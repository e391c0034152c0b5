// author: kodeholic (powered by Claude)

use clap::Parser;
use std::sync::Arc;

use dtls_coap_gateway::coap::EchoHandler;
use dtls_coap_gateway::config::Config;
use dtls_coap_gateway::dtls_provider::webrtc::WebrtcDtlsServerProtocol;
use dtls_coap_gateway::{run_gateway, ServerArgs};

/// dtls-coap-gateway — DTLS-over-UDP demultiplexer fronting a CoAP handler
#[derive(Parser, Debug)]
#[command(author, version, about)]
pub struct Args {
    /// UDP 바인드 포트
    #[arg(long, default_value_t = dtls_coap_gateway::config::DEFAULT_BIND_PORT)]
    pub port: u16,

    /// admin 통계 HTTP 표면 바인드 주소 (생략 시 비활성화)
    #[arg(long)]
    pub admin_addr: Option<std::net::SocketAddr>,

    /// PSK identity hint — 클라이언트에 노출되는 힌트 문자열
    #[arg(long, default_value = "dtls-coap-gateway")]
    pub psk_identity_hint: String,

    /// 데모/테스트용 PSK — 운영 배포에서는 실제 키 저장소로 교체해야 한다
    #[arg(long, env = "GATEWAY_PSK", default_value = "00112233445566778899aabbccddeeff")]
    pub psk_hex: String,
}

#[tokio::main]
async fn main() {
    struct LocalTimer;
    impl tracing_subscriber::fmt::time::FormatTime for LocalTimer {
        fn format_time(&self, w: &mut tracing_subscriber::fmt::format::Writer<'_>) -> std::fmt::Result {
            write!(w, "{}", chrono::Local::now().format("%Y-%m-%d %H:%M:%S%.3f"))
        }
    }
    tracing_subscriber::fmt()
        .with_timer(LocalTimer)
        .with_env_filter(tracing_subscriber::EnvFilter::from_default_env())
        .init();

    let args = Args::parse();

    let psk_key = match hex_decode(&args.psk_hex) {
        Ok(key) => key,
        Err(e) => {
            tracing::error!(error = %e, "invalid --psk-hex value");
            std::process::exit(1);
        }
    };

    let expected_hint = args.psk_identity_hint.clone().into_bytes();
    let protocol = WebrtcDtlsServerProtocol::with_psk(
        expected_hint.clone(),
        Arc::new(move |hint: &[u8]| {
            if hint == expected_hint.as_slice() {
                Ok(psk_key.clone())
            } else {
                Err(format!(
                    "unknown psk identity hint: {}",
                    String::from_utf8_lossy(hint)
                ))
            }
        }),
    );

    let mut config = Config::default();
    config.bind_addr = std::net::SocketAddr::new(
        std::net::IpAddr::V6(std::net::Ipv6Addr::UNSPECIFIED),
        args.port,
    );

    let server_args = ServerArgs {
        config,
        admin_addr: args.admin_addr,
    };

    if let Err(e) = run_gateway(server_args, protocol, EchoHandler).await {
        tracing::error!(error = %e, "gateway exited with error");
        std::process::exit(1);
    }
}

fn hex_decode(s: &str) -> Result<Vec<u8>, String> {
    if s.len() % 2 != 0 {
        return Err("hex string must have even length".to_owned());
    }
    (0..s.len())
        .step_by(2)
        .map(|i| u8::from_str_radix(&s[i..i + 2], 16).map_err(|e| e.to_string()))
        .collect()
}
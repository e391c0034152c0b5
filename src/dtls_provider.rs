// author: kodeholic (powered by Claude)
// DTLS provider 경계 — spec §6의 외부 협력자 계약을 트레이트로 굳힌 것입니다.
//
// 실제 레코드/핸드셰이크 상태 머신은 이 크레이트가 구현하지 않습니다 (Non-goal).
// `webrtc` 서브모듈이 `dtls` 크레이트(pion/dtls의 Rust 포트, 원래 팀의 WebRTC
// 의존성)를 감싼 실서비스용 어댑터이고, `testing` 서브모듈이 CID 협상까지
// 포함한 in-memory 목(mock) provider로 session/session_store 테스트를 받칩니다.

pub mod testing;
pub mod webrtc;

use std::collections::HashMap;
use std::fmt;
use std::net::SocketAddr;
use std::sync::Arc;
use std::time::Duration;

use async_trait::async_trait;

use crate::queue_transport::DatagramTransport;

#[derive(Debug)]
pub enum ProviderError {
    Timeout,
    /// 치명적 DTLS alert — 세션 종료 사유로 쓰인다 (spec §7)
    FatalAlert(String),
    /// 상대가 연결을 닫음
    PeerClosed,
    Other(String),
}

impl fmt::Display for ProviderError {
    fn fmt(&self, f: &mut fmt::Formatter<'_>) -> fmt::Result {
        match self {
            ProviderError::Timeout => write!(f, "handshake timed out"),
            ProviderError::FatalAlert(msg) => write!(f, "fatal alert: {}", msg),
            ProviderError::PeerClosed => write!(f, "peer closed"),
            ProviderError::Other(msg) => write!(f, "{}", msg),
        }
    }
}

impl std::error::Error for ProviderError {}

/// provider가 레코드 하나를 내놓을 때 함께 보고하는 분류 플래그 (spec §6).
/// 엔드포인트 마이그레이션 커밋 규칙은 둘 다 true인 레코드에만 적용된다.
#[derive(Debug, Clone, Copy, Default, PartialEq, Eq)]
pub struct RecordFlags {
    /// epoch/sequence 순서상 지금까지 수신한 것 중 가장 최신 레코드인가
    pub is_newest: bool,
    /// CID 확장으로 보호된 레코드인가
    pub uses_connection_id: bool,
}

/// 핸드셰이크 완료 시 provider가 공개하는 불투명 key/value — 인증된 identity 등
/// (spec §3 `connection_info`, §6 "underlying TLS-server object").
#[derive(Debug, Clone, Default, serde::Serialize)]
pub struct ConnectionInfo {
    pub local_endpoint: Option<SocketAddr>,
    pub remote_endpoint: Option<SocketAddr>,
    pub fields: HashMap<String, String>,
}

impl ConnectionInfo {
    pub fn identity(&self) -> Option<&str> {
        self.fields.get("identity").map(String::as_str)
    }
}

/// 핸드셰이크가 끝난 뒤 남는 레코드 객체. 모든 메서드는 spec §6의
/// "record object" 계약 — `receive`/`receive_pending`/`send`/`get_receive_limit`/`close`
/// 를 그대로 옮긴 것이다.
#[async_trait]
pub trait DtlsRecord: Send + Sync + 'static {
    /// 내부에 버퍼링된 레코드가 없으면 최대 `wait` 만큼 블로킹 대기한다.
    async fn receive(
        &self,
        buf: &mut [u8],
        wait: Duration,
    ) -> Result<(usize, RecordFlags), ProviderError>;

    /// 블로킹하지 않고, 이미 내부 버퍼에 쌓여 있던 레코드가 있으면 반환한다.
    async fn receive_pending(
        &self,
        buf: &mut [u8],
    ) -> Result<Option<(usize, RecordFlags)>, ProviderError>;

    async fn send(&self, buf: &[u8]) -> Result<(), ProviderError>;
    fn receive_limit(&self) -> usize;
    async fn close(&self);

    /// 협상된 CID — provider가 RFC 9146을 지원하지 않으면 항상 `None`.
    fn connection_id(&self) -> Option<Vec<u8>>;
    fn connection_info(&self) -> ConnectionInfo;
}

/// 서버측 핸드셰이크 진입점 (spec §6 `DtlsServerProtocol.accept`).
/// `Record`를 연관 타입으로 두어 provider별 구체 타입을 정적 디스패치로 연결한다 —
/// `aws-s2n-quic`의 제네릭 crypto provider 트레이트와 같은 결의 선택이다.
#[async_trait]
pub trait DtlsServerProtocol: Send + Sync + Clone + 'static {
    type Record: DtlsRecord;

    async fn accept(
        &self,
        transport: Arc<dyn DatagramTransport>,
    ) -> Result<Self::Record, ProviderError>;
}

-------

-- TASK DESCRIPTION --
The full listing is to be copied verbatim.

-- WRITTEN SOLUTION --
repository e391c0034152c0b5
// author: kodeholic (powered by Claude)

use clap::Parser;
use std::sync::Arc;

use dtls_coap_gateway::coap::EchoHandler;
use dtls_coap_gateway::config::Config;
use dtls_coap_gateway::dtls_provider::webrtc::WebrtcDtlsServerProtocol;
use dtls_coap_gateway::{run_gateway, ServerArgs};

/// dtls-coap-gateway — DTLS-over-UDP demultiplexer fronting a CoAP handler
#[derive(Parser, Debug)]
#[command(author, version, about)]
pub struct Args {
    /// UDP 바인드 포트
    #[arg(long, default_value_t = dtls_coap_gateway::config::DEFAULT_BIND_PORT)]
    pub port: u16,

    /// admin 통계 HTTP 표면 바인드 주소 (생략 시 비활성화)
    #[arg(long)]
    pub admin_addr: Option<std::net::SocketAddr>,

    /// PSK identity hint — 클라이언트에 노출되는 힌트 문자열
    #[arg(long, default_value = "dtls-coap-gateway")]
    pub psk_identity_hint: String,

    /// 데모/테스트용 PSK — 운영 배포에서는 실제 키 저장소로 교체해야 한다
    #[arg(long, env = "GATEWAY_PSK", default_value = "00112233445566778899aabbccddeeff")]
    pub psk_hex: String,
}

#[tokio::main]
async fn main() {
    struct LocalTimer;
    impl tracing_subscriber::fmt::time::FormatTime for LocalTimer {
        fn format_time(&self, w: &mut tracing_subscriber::fmt::format::Writer<'_>) -> std::fmt::Result {
            write!(w, "{}", chrono::Local::now().format("%Y-%m-%d %H:%M:%S%.3f"))
        }
    }
    tracing_subscriber::fmt()
        .with_timer(LocalTimer)
        .with_env_filter(tracing_subscriber::EnvFilter::from_default_env())
        .init();

    let args = Args::parse();

    let psk_key = match hex_decode(&args.psk_hex) {
        Ok(key) => key,
        Err(e) => {
            tracing::error!(error = %e, "invalid --psk-hex value");
            std::process::exit(1);
        }
    };

    let expected_hint = args.psk_identity_hint.clone().into_bytes();
    let protocol = WebrtcDtlsServerProtocol::with_psk(
        expected_hint.clone(),
        Arc::new(move |hint: &[u8]| {
            if hint == expected_hint.as_slice() {
                Ok(psk_key.clone())
            } else {
                Err(format!(
                    "unknown psk identity hint: {}",
                    String::from_utf8_lossy(hint)
                ))
            }
        }),
    );

    let mut config = Config::default();
    config.bind_addr = std::net::SocketAddr::new(
        std::net::IpAddr::V6(std::net::Ipv6Addr::UNSPECIFIED),
        args.port,
    );

    let server_args = ServerArgs {
        config,
        admin_addr: args.admin_addr,
    };

    if let Err(e) = run_gateway(server_args, protocol, EchoHandler).await {
        tracing::error!(error = %e, "gateway exited with error");
        std::process::exit(1);
    }
}

fn hex_decode(s: &str) -> Result<Vec<u8>, String> {
    if s.len() % 2 != 0 {
        return Err("hex string must have even length".to_owned());
    }
    (0..s.len())
        .step_by(2)
        .map(|i| u8::from_str_radix(&s[i..i + 2], 16).map_err(|e| e.to_string()))
        .collect()
}
repository e391c0034152c0b5
filename src/dtls_provider.rs
// author: kodeholic (powered by Claude)
// DTLS provider 경계 — spec §6의 외부 협력자 계약을 트레이트로 굳힌 것입니다.
//
// 실제 레코드/핸드셰이크 상태 머신은 이 크레이트가 구현하지 않습니다 (Non-goal).
// `webrtc` 서브모듈이 `dtls` 크레이트(pion/dtls의 Rust 포트, 원래 팀의 WebRTC
// 의존성)를 감싼 실서비스용 어댑터이고, `testing` 서브모듈이 CID 협상까지
// 포함한 in-memory 목(mock) provider로 session/session_store 테스트를 받칩니다.

pub mod testing;
pub mod webrtc;

use std::collections::HashMap;
use std::fmt;
use std::net::SocketAddr;
use std::sync::Arc;
use std::time::Duration;

use async_trait::async_trait;

use crate::queue_transport::DatagramTransport;

#[derive(Debug)]
pub enum ProviderError {
    Timeout,
    /// 치명적 DTLS alert — 세션 종료 사유로 쓰인다 (spec §7)
    FatalAlert(String),
    /// 상대가 연결을 닫음
    PeerClosed,
    Other(String),
}

impl fmt::Display for ProviderError {
    fn fmt(&self, f: &mut fmt::Formatter<'_>) -> fmt::Result {
        match self {
            ProviderError::Timeout => write!(f, "handshake timed out"),
            ProviderError::FatalAlert(msg) => write!(f, "fatal alert: {}", msg),
            ProviderError::PeerClosed => write!(f, "peer closed"),
            ProviderError::Other(msg) => write!(f, "{}", msg),
        }
    }
}

impl std::error::Error for ProviderError {}

/// provider가 레코드 하나를 내놓을 때 함께 보고하는 분류 플래그 (spec §6).
/// 엔드포인트 마이그레이션 커밋 규칙은 둘 다 true인 레코드에만 적용된다.
#[derive(Debug, Clone, Copy, Default, PartialEq, Eq)]
pub struct RecordFlags {
    /// epoch/sequence 순서상 지금까지 수신한 것 중 가장 최신 레코드인가
    pub is_newest: bool,
    /// CID 확장으로 보호된 레코드인가
    pub uses_connection_id: bool,
}

/// 핸드셰이크 완료 시 provider가 공개하는 불투명 key/value — 인증된 identity 등
/// (spec §3 `connection_info`, §6 "underlying TLS-server object").
#[derive(Debug, Clone, Default, serde::Serialize)]
pub struct ConnectionInfo {
    pub local_endpoint: Option<SocketAddr>,
    pub remote_endpoint: Option<SocketAddr>,
    pub fields: HashMap<String, String>,
}

impl ConnectionInfo {
    pub fn identity(&self) -> Option<&str> {
        self.fields.get("identity").map(String::as_str)
    }
}

/// 핸드셰이크가 끝난 뒤 남는 레코드 객체. 모든 메서드는 spec §6의
/// "record object" 계약 — `receive`/`receive_pending`/`send`/`get_receive_limit`/`close`
/// 를 그대로 옮긴 것이다.
#[async_trait]
pub trait DtlsRecord: Send + Sync + 'static {
    /// 내부에 버퍼링된 레코드가 없으면 최대 `wait` 만큼 블로킹 대기한다.
    async fn receive(
        &self,
        buf: &mut [u8],
        wait: Duration,
    ) -> Result<(usize, RecordFlags), ProviderError>;

    /// 블로킹하지 않고, 이미 내부 버퍼에 쌓여 있던 레코드가 있으면 반환한다.
    async fn receive_pending(
        &self,
        buf: &mut [u8],
    ) -> Result<Option<(usize, RecordFlags)>, ProviderError>;

    async fn send(&self, buf: &[u8]) -> Result<(), ProviderError>;
    fn receive_limit(&self) -> usize;
    async fn close(&self);

    /// 협상된 CID — provider가 RFC 9146을 지원하지 않으면 항상 `None`.
    fn connection_id(&self) -> Option<Vec<u8>>;
    fn connection_info(&self) -> ConnectionInfo;
}

/// 서버측 핸드셰이크 진입점 (spec §6 `DtlsServerProtocol.accept`).
/// `Record`를 연관 타입으로 두어 provider별 구체 타입을 정적 디스패치로 연결한다 —
/// `aws-s2n-quic`의 제네릭 crypto provider 트레이트와 같은 결의 선택이다.
#[async_trait]
pub trait DtlsServerProtocol: Send + Sync + Clone + 'static {
    type Record: DtlsRecord;

    async fn accept(
        &self,
        transport: Arc<dyn DatagramTransport>,
    ) -> Result<Self::Record, ProviderError>;
}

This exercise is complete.